I hear there’s a juicy story behind Cruel Beautiful World?
Not juicy as much as tragic. When I was in high school, I sat behind a girl who was smart, funny, and engaged to a man in his late 20s, whom she said was a “little controlling.” I never understood it. When I was in college, I heard that her fiancé had stabbed her 43 times. Then I was haunted. I didn’t understand how you could stay with someone controlling until I had a two year relationship of my own with a guy who never raised his voice, and was so quietly, verbally abusive, that I thought I was losing my mind as well as my self. He didn’t want me to eat (I went down to 95 pounds). He didn’t want me to see my friends and he monitored my writing. When I finally was able to leave, I happened upon something online from the sister of my high school friend, who was still trying to process what had happened and why. And I sat down and started to write.
Why set the book in that space between the sixties and the seventies? Can’t make up your mind?
There’s a huge difference between the 1960s and the 1970s.

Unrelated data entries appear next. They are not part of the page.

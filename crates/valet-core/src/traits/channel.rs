// SPDX-FileCopyrightText: 2026 Valet Contributors
// SPDX-License-Identifier: MIT OR Apache-2.0

//! Channel transport trait: the messaging front end's send/edit/typing
//! primitives consumed by the streaming coordinator.

use async_trait::async_trait;

use crate::error::ValetError;

/// The subset of a messaging platform the gateway needs.
///
/// The command surface, keyboards, and media handling live with the front
/// end; this trait is only what streaming delivery and notifications use.
#[async_trait]
pub trait ChannelTransport: Send + Sync {
    /// Sends a new message, returning its platform message id.
    ///
    /// `parse_mode` requests platform formatting (e.g. "MarkdownV2");
    /// `None` sends plain text.
    async fn send(
        &self,
        chat_id: &str,
        text: &str,
        parse_mode: Option<&str>,
    ) -> Result<String, ValetError>;

    /// Edits a previously sent message in place.
    async fn edit(
        &self,
        chat_id: &str,
        message_id: &str,
        text: &str,
        parse_mode: Option<&str>,
    ) -> Result<(), ValetError>;

    /// Deletes a message. Used by callers that fall back to delete-and-resend.
    async fn delete(&self, chat_id: &str, message_id: &str) -> Result<(), ValetError>;

    /// Shows a typing indicator. Best-effort; failures are not fatal.
    async fn typing(&self, chat_id: &str) -> Result<(), ValetError>;
}
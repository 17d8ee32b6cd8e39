// SPDX-FileCopyrightText: 2026 Valet Contributors
// SPDX-License-Identifier: MIT OR Apache-2.0

//! Provider trait: the unified query contract every backend family implements.

use async_trait::async_trait;

use crate::error::ValetError;
use crate::types::{QueryRequest, QueryResponse, UsageTotals};

/// A language-model backend behind the unified query contract.
///
/// Implementations own retry, backoff, and (where supported) model failover
/// internally -- callers never observe transient failures. Every query is
/// bound to the union of the caller's cancellation token and the provider's
/// hard time ceiling; on either, the accumulated partial text is returned
/// rather than discarded.
#[async_trait]
pub trait QueryProvider: Send + Sync {
    /// Stable provider name for logs and status output.
    fn name(&self) -> &str;

    /// Executes one query, streaming progress events to `request.progress`
    /// if present.
    async fn query(&self, request: QueryRequest) -> Result<QueryResponse, ValetError>;

    /// Plain text completion, used by memory helpers (fact extraction,
    /// consolidation). No session, no streaming, no failover.
    async fn complete(&self, prompt: &str, max_tokens: u32) -> Result<String, ValetError>;

    /// Snapshot of the process-lifetime usage counters.
    fn usage_totals(&self) -> UsageTotals;
}
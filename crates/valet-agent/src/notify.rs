// SPDX-FileCopyrightText: 2026 Valet Contributors
// SPDX-License-Identifier: MIT OR Apache-2.0

//! Outbound notifications for background jobs.
//!
//! Watchers and schedulers run outside the message flow; this wraps the
//! channel transport into the plain `notify` callback they are handed.

use std::sync::Arc;

use tracing::warn;
use valet_core::traits::ChannelTransport;
use valet_core::ValetError;

/// Push-notification handle for collaborators that never see a chat loop.
#[derive(Clone)]
pub struct Notifier {
    transport: Arc<dyn ChannelTransport>,
    chat_id: String,
}

impl Notifier {
    pub fn new(transport: Arc<dyn ChannelTransport>, chat_id: impl Into<String>) -> Self {
        Self {
            transport,
            chat_id: chat_id.into(),
        }
    }

    /// Sends a plain-text notification. Delivery failures are logged and
    /// swallowed; background jobs must not die on a flaky channel.
    pub async fn notify(&self, text: &str) {
        if let Err(e) = self.try_notify(text).await {
            warn!(chat_id = %self.chat_id, error = %e, "notification delivery failed");
        }
    }

    /// Like [`notify`](Self::notify) but surfaces the delivery error.
    pub async fn try_notify(&self, text: &str) -> Result<(), ValetError> {
        self.transport.send(&self.chat_id, text, None).await?;
        Ok(())
    }
}
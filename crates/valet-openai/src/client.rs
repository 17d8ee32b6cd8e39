// SPDX-FileCopyrightText: 2026 Valet Contributors
// SPDX-License-Identifier: MIT OR Apache-2.0

//! HTTP client and wire types for the OpenAI chat completions API.

use std::time::Duration;

use reqwest::header::{HeaderMap, HeaderValue};
use serde::{Deserialize, Serialize};
use tracing::debug;
use valet_core::ValetError;

const REQUEST_TIMEOUT: Duration = Duration::from_secs(300);

#[derive(Debug, Clone, Serialize)]
pub struct ChatRequest {
    pub model: String,
    pub messages: Vec<ChatMessage>,
    pub max_tokens: u32,
}

#[derive(Debug, Clone, Serialize, Deserialize)]
pub struct ChatMessage {
    /// "system", "user", or "assistant".
    pub role: String,
    pub content: String,
}

impl ChatMessage {
    pub fn new(role: &str, content: impl Into<String>) -> Self {
        Self {
            role: role.into(),
            content: content.into(),
        }
    }
}

#[derive(Debug, Clone, Deserialize)]
pub struct ChatResponse {
    pub model: String,
    pub choices: Vec<ChatChoice>,
    #[serde(default)]
    pub usage: ChatUsage,
}

impl ChatResponse {
    /// Text of the first choice, empty if the API returned none.
    pub fn text(&self) -> String {
        self.choices
            .first()
            .map(|c| c.message.content.clone())
            .unwrap_or_default()
    }
}

#[derive(Debug, Clone, Deserialize)]
pub struct ChatChoice {
    pub message: ChatMessage,
}

#[derive(Debug, Clone, Default, Deserialize)]
pub struct ChatUsage {
    #[serde(default)]
    pub prompt_tokens: u32,
    #[serde(default)]
    pub completion_tokens: u32,
}

#[derive(Debug, Deserialize)]
struct ApiErrorResponse {
    error: ApiErrorDetail,
}

#[derive(Debug, Deserialize)]
struct ApiErrorDetail {
    message: String,
    #[serde(rename = "type", default)]
    type_: String,
}

/// Authenticated client for one chat-completions endpoint.
#[derive(Debug, Clone)]
pub struct OpenAiClient {
    client: reqwest::Client,
    base_url: String,
}

impl OpenAiClient {
    pub fn new(api_key: &str, base_url: &str) -> Result<Self, ValetError> {
        let mut headers = HeaderMap::new();
        let bearer = format!("Bearer {api_key}");
        headers.insert(
            "authorization",
            HeaderValue::from_str(&bearer)
                .map_err(|e| ValetError::Config(format!("invalid API key header value: {e}")))?,
        );
        headers.insert("content-type", HeaderValue::from_static("application/json"));

        let client = reqwest::Client::builder()
            .default_headers(headers)
            .timeout(REQUEST_TIMEOUT)
            .build()
            .map_err(|e| ValetError::Provider {
                message: format!("failed to build HTTP client: {e}"),
                source: Some(Box::new(e)),
            })?;

        Ok(Self {
            client,
            base_url: base_url.trim_end_matches('/').to_string(),
        })
    }

    /// Sends one chat completion request. Overload statuses surface as
    /// [`ValetError::Transient`]; retry policy lives in the gateway.
    pub async fn chat(&self, request: &ChatRequest) -> Result<ChatResponse, ValetError> {
        let url = format!("{}/chat/completions", self.base_url);
        let response = self
            .client
            .post(&url)
            .json(request)
            .send()
            .await
            .map_err(|e| {
                if e.is_connect() || e.is_timeout() {
                    ValetError::Transient {
                        message: format!("HTTP request failed: {e}"),
                    }
                } else {
                    ValetError::Provider {
                        message: format!("HTTP request failed: {e}"),
                        source: Some(Box::new(e)),
                    }
                }
            })?;

        let status = response.status();
        debug!(status = %status, model = %request.model, "chat completion response received");

        if status.is_success() {
            let body = response.text().await.map_err(|e| ValetError::Provider {
                message: format!("failed to read response body: {e}"),
                source: Some(Box::new(e)),
            })?;
            return serde_json::from_str(&body).map_err(|e| ValetError::Provider {
                message: format!("failed to parse API response: {e}"),
                source: Some(Box::new(e)),
            });
        }

        let body = response.text().await.unwrap_or_default();
        let detail = serde_json::from_str::<ApiErrorResponse>(&body)
            .map(|e| format!("{}: {}", e.error.type_, e.error.message))
            .unwrap_or_else(|_| format!("API returned {status}: {body}"));

        match status.as_u16() {
            429 | 500 | 503 => Err(ValetError::Transient { message: detail }),
            401 | 403 => Err(ValetError::Auth {
                message: format!("{detail}. Check openai.api_key or OPENAI_API_KEY."),
            }),
            _ => Err(ValetError::Provider {
                message: detail,
                source: None,
            }),
        }
    }
}

#[cfg(test)]
mod tests {
    use super::*;
    use wiremock::matchers::{header, method, path};
    use wiremock::{Mock, MockServer, ResponseTemplate};

    fn test_request() -> ChatRequest {
        ChatRequest {
            model: "gpt-4o-mini".into(),
            messages: vec![ChatMessage::new("user", "Hello")],
            max_tokens: 256,
        }
    }

    #[tokio::test]
    async fn chat_success_with_bearer_auth() {
        let server = MockServer::start().await;
        Mock::given(method("POST"))
            .and(path("/chat/completions"))
            .and(header("authorization", "Bearer test-key"))
            .respond_with(ResponseTemplate::new(200).set_body_json(serde_json::json!({
                "model": "gpt-4o-mini",
                "choices": [{"message": {"role": "assistant", "content": "Hi!"}}],
                "usage": {"prompt_tokens": 9, "completion_tokens": 3}
            })))
            .mount(&server)
            .await;

        let client = OpenAiClient::new("test-key", &server.uri()).unwrap();
        let response = client.chat(&test_request()).await.unwrap();
        assert_eq!(response.text(), "Hi!");
        assert_eq!(response.usage.prompt_tokens, 9);
    }

    #[tokio::test]
    async fn rate_limit_is_transient() {
        let server = MockServer::start().await;
        Mock::given(method("POST"))
            .respond_with(ResponseTemplate::new(429).set_body_json(serde_json::json!({
                "error": {"type": "rate_limit_error", "message": "slow down"}
            })))
            .mount(&server)
            .await;

        let client = OpenAiClient::new("test-key", &server.uri()).unwrap();
        let err = client.chat(&test_request()).await.unwrap_err();
        assert!(err.is_retryable());
    }

    #[tokio::test]
    async fn invalid_key_is_auth_error() {
        let server = MockServer::start().await;
        Mock::given(method("POST"))
            .respond_with(ResponseTemplate::new(401).set_body_json(serde_json::json!({
                "error": {"type": "invalid_request_error", "message": "bad key"}
            })))
            .mount(&server)
            .await;

        let client = OpenAiClient::new("test-key", &server.uri()).unwrap();
        let err = client.chat(&test_request()).await.unwrap_err();
        assert!(matches!(err, ValetError::Auth { .. }));
    }

    #[tokio::test]
    async fn empty_choices_yield_empty_text() {
        let response: ChatResponse = serde_json::from_str(
            r#"{"model": "gpt-4o-mini", "choices": []}"#,
        )
        .unwrap();
        assert_eq!(response.text(), "");
    }
}
// SPDX-FileCopyrightText: 2026 Valet Contributors
// SPDX-License-Identifier: MIT OR Apache-2.0

//! Query functions organized by entity.

pub mod facts;
pub mod query_log;
pub mod sessions;
pub mod watched;
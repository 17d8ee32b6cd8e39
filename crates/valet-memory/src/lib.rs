// SPDX-FileCopyrightText: 2026 Valet Contributors
// SPDX-License-Identifier: MIT OR Apache-2.0

//! Long-term memory for the Valet gateway.
//!
//! Facts live in valet-storage; this crate decides which facts matter
//! (scoring), assembles prompt context from them (recall), harvests new ones
//! from conversations (extractor), and periodically merges redundant ones
//! (consolidation).

pub mod consolidation;
pub mod extractor;
pub mod recall;
pub mod scoring;
// SPDX-FileCopyrightText: 2026 Valet Contributors
// SPDX-License-Identifier: MIT OR Apache-2.0

//! Anthropic Messages API wire types and SSE event payloads.

use serde::{Deserialize, Serialize};

/// A request to the Anthropic Messages API.
#[derive(Debug, Clone, Serialize)]
pub struct MessageRequest {
    pub model: String,
    pub messages: Vec<ApiMessage>,
    #[serde(skip_serializing_if = "Option::is_none")]
    pub system: Option<String>,
    pub max_tokens: u32,
    pub stream: bool,
    #[serde(skip_serializing_if = "Option::is_none")]
    pub tools: Option<Vec<ToolDefinition>>,
}

/// One conversation turn in the Anthropic format.
#[derive(Debug, Clone, Serialize, Deserialize)]
pub struct ApiMessage {
    /// "user" or "assistant".
    pub role: String,
    pub content: ApiContent,
}

impl ApiMessage {
    pub fn user_text(text: impl Into<String>) -> Self {
        Self {
            role: "user".into(),
            content: ApiContent::Text(text.into()),
        }
    }

    pub fn assistant_text(text: impl Into<String>) -> Self {
        Self {
            role: "assistant".into(),
            content: ApiContent::Text(text.into()),
        }
    }
}

/// Message content, either a bare string or typed blocks.
#[derive(Debug, Clone, Serialize, Deserialize)]
#[serde(untagged)]
pub enum ApiContent {
    Text(String),
    Blocks(Vec<ApiContentBlock>),
}

/// A typed content block inside a message.
#[derive(Debug, Clone, Serialize, Deserialize)]
#[serde(tag = "type")]
pub enum ApiContentBlock {
    #[serde(rename = "text")]
    Text { text: String },
    #[serde(rename = "tool_use")]
    ToolUse {
        id: String,
        name: String,
        input: serde_json::Value,
    },
    #[serde(rename = "tool_result")]
    ToolResult {
        tool_use_id: String,
        content: String,
        #[serde(skip_serializing_if = "Option::is_none")]
        is_error: Option<bool>,
    },
}

/// A capability the model may invoke during a query.
#[derive(Debug, Clone, Serialize, Deserialize)]
pub struct ToolDefinition {
    pub name: String,
    pub description: String,
    /// JSON Schema for the tool's input.
    pub input_schema: serde_json::Value,
}

/// A full non-streaming response.
#[derive(Debug, Clone, Deserialize)]
pub struct MessageResponse {
    pub id: String,
    pub content: Vec<ResponseContentBlock>,
    pub model: String,
    pub stop_reason: Option<String>,
    pub usage: ApiUsage,
}

impl MessageResponse {
    /// Concatenated text across all text blocks.
    pub fn text(&self) -> String {
        self.content
            .iter()
            .filter_map(|block| match block {
                ResponseContentBlock::Text { text } => Some(text.as_str()),
                ResponseContentBlock::ToolUse { .. } => None,
            })
            .collect()
    }
}

/// A content block in a model response.
#[derive(Debug, Clone, Serialize, Deserialize)]
#[serde(tag = "type")]
pub enum ResponseContentBlock {
    #[serde(rename = "text")]
    Text { text: String },
    #[serde(rename = "tool_use")]
    ToolUse {
        id: String,
        name: String,
        input: serde_json::Value,
    },
}

/// Token usage reported by the API.
#[derive(Debug, Clone, Default, Deserialize, Serialize)]
pub struct ApiUsage {
    #[serde(default)]
    pub input_tokens: u32,
    #[serde(default)]
    pub output_tokens: u32,
    #[serde(default)]
    pub cache_read_input_tokens: u32,
    #[serde(default)]
    pub cache_creation_input_tokens: u32,
}

// --- SSE event payloads ---

#[derive(Debug, Clone, Deserialize)]
pub struct SseMessageStart {
    pub message: MessageResponse,
}

#[derive(Debug, Clone, Deserialize)]
pub struct SseContentBlockStart {
    pub index: usize,
    pub content_block: ResponseContentBlock,
}

#[derive(Debug, Clone, Deserialize)]
pub struct SseContentBlockDelta {
    pub index: usize,
    pub delta: SseDelta,
}

#[derive(Debug, Clone, Deserialize)]
#[serde(tag = "type")]
pub enum SseDelta {
    #[serde(rename = "text_delta")]
    TextDelta { text: String },
    #[serde(rename = "input_json_delta")]
    InputJsonDelta { partial_json: String },
}

#[derive(Debug, Clone, Deserialize)]
pub struct SseContentBlockStop {
    pub index: usize,
}

#[derive(Debug, Clone, Deserialize)]
pub struct SseMessageDelta {
    pub delta: SseMessageDeltaInfo,
    pub usage: Option<ApiUsage>,
}

#[derive(Debug, Clone, Deserialize)]
pub struct SseMessageDeltaInfo {
    pub stop_reason: Option<String>,
}

#[derive(Debug, Clone, Deserialize)]
pub struct SseError {
    pub error: ApiErrorDetail,
}

/// Error payload shared by SSE error events and HTTP error bodies.
#[derive(Debug, Clone, Deserialize)]
pub struct ApiErrorDetail {
    #[serde(rename = "type")]
    pub type_: String,
    pub message: String,
}

#[derive(Debug, Clone, Deserialize)]
pub struct ApiErrorResponse {
    pub error: ApiErrorDetail,
}
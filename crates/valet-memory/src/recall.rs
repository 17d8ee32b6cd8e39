// SPDX-FileCopyrightText: 2026 Valet Contributors
// SPDX-License-Identifier: MIT OR Apache-2.0

//! Memory recall: selects the most relevant facts for a user and renders
//! them as a context block for prompt injection.

use chrono::{DateTime, Utc};
use tracing::debug;
use valet_core::types::FactCategory;
use valet_core::ValetError;
use valet_storage::queries::facts;
use valet_storage::Database;

use crate::scoring::relevance_score;

/// Select the top `limit` facts by relevance and render them grouped by
/// category. Returns `None` when the user has no stored facts. Only the
/// injected facts get their access counters bumped.
pub async fn build_context_block(
    db: &Database,
    user_id: &str,
    limit: usize,
) -> Result<Option<String>, ValetError> {
    build_context_block_at(db, user_id, limit, Utc::now()).await
}

/// Clock-injectable variant of [`build_context_block`] for deterministic tests.
pub async fn build_context_block_at(
    db: &Database,
    user_id: &str,
    limit: usize,
    now: DateTime<Utc>,
) -> Result<Option<String>, ValetError> {
    let all = facts::get_all_facts(db, user_id).await?;
    if all.is_empty() {
        return Ok(None);
    }

    let mut scored: Vec<_> = all
        .into_iter()
        .map(|fact| (relevance_score(&fact, now), fact))
        .collect();
    scored.sort_by(|a, b| b.0.partial_cmp(&a.0).unwrap_or(std::cmp::Ordering::Equal));
    scored.truncate(limit);

    let mut block = String::from("Things you remember about this user:\n");
    for category in FactCategory::all() {
        let in_category: Vec<_> = scored
            .iter()
            .filter(|(_, f)| FactCategory::from_str_value(&f.category) == category)
            .collect();
        if in_category.is_empty() {
            continue;
        }
        block.push_str(&format!("\n{}:\n", category.as_str()));
        for (_, fact) in in_category {
            block.push_str(&format!("- {}\n", fact.fact));
        }
    }

    let ids: Vec<i64> = scored.iter().map(|(_, f)| f.id).collect();
    debug!(user_id, injected = ids.len(), "built memory context block");
    facts::mark_accessed(db, ids).await?;

    Ok(Some(block))
}
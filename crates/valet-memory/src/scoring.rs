// SPDX-FileCopyrightText: 2026 Valet Contributors
// SPDX-License-Identifier: MIT OR Apache-2.0

//! Relevance scoring for memory facts.
//!
//! Recency decays a base score, frequent access earns a capped bonus, and
//! facts untouched for over a month are penalized so stale knowledge drops
//! out of the recall window before fresh knowledge does.

use chrono::{DateTime, Utc};
use valet_core::types::MemoryFact;

const BASE_SCORE: f64 = 10.0;
const DECAY_PER_DAY: f64 = 1.0;
const ACCESS_BONUS: f64 = 0.5;
const ACCESS_BONUS_CAP: f64 = 5.0;
const STALE_AFTER_DAYS: i64 = 30;

/// Relevance of a fact at time `now`. Higher is more relevant.
///
/// `base - 1.0/day` since last update, floored at zero, plus `0.5` per
/// recorded access capped at `5.0`. The total is halved when the fact has
/// not been accessed in over thirty days.
pub fn relevance_score(fact: &MemoryFact, now: DateTime<Utc>) -> f64 {
    let days_since_update = age_days(&fact.updated_at, now);
    let recency = (BASE_SCORE - DECAY_PER_DAY * days_since_update).max(0.0);

    let bonus = (ACCESS_BONUS * fact.access_count as f64).min(ACCESS_BONUS_CAP);

    let mut score = recency + bonus;
    if age_days(&fact.last_accessed_at, now) > STALE_AFTER_DAYS as f64 {
        score /= 2.0;
    }
    score
}

fn age_days(timestamp: &str, now: DateTime<Utc>) -> f64 {
    match DateTime::parse_from_rfc3339(timestamp) {
        Ok(t) => {
            let secs = now.signed_duration_since(t.with_timezone(&Utc)).num_seconds();
            (secs.max(0) as f64) / 86_400.0
        }
        // An unparseable timestamp scores as maximally stale.
        Err(_) => f64::MAX,
    }
}

#[cfg(test)]
mod tests {
    use super::*;
    use chrono::Duration;

    fn fact_at(updated_days_ago: i64, accessed_days_ago: i64, access_count: i64) -> (MemoryFact, DateTime<Utc>) {
        let now = Utc::now();
        let fact = MemoryFact {
            id: 1,
            user_id: "u1".into(),
            fact: "prefers rust".into(),
            category: "preference".into(),
            source: "explicit".into(),
            created_at: (now - Duration::days(updated_days_ago)).to_rfc3339(),
            updated_at: (now - Duration::days(updated_days_ago)).to_rfc3339(),
            last_accessed_at: (now - Duration::days(accessed_days_ago)).to_rfc3339(),
            access_count,
        };
        (fact, now)
    }

    #[test]
    fn fresh_fact_scores_base() {
        let (fact, now) = fact_at(0, 0, 0);
        assert!((relevance_score(&fact, now) - 10.0).abs() < 0.01);
    }

    #[test]
    fn score_strictly_decreases_with_age() {
        let mut prev = f64::MAX;
        for days in [0, 1, 3, 5, 8] {
            let (fact, now) = fact_at(days, 0, 0);
            let score = relevance_score(&fact, now);
            assert!(score < prev, "score did not drop at {days} days");
            prev = score;
        }
    }

    #[test]
    fn recency_component_floors_at_zero() {
        let (fact, now) = fact_at(20, 0, 2);
        // Recency exhausted after ten days; only the access bonus remains.
        assert!((relevance_score(&fact, now) - 1.0).abs() < 0.01);
    }

    #[test]
    fn access_bonus_is_capped() {
        let (few, now) = fact_at(0, 0, 4);
        assert!((relevance_score(&few, now) - 12.0).abs() < 0.01);

        let (many, now) = fact_at(0, 0, 1000);
        assert!((relevance_score(&many, now) - 15.0).abs() < 0.01);
    }

    #[test]
    fn long_unaccessed_fact_is_halved() {
        let (recent, now) = fact_at(0, 29, 10);
        let (stale, now2) = fact_at(0, 31, 10);
        let r = relevance_score(&recent, now);
        let s = relevance_score(&stale, now2);
        assert!((r - 15.0).abs() < 0.01);
        assert!((s - 7.5).abs() < 0.01);
    }

    #[test]
    fn garbage_timestamp_scores_zero() {
        let (mut fact, now) = fact_at(0, 0, 0);
        fact.updated_at = "not a timestamp".into();
        fact.last_accessed_at = "not a timestamp".into();
        assert_eq!(relevance_score(&fact, now), 0.0);
    }
}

Of course there was terrible racism and poverty and the war in the sixties, but there was also a lot of money floating around, and if you were a suburban kid, the world was your playground. Everyone believed that they were really making a brand new world, that change was possible—real, lasting, profound change. There were peace marches and concern for the environment and a feeling that everyone was in this all together. And then the seventies happened. There was Kent State where they were shooting kids. Kids were using harder drugs—and dying from them. All the people who had gone out to these “back to the land” farms couldn’t sustain crops and were starving. The kids who had “gone out to San Francisco to wear some flowers in their hair” were living on the streets. New groups began, violent ones, like the Weatherman and SDS, who resorted to bombs. The dream wasn’t just over. It was crushed.
So come, on spill the beans. You were a hippie in the 70s, weren’t you? Were you wild? Did you ever encounter any of the Mansons?
Well, I ironed my hair straight so many times that when I finally broke the iron, my mother refused to let me use it anymore. I wore love beads, I made shirts out of sheets and then embroidered them, I wore Love’s Baby Soft, and went to Love-ins and Be-ins (there was no real difference), and I routinely hitched by myself out of Boston at one in the morning. Of course I did drugs. Everyone did then, but I gave them all up cold turkey because I wanted to be a writer. And no, I never ran into Manson, but Ted Bundy was in Ann Arbor when I was, for just a few days, and the only reason he left was because it was too cold.
Cruel Beautiful World seems to be saying that there are some things you just can’t fix. You really, really believe that there are lost causes—beside the state of your hair, I mean?
(Taking deep breath and ignoring the last part of the question.) I grew up as the “fixer of the family,” and I learned that the more I tried to fix things, the worse things became. Sometimes you really do have to let go of, and just let life wash over you and do the best you can, and let others do the best that they can. And that’s what I wanted to write about in my novel.
You’re sort of known for being obsessive-compulsive and so neurotic, it’s a wonder you aren’t in the Hall of Fame for it. Yet, you’re also known for helping other writers. Is this just so they will like you, or are you some kind of narcissist, or what?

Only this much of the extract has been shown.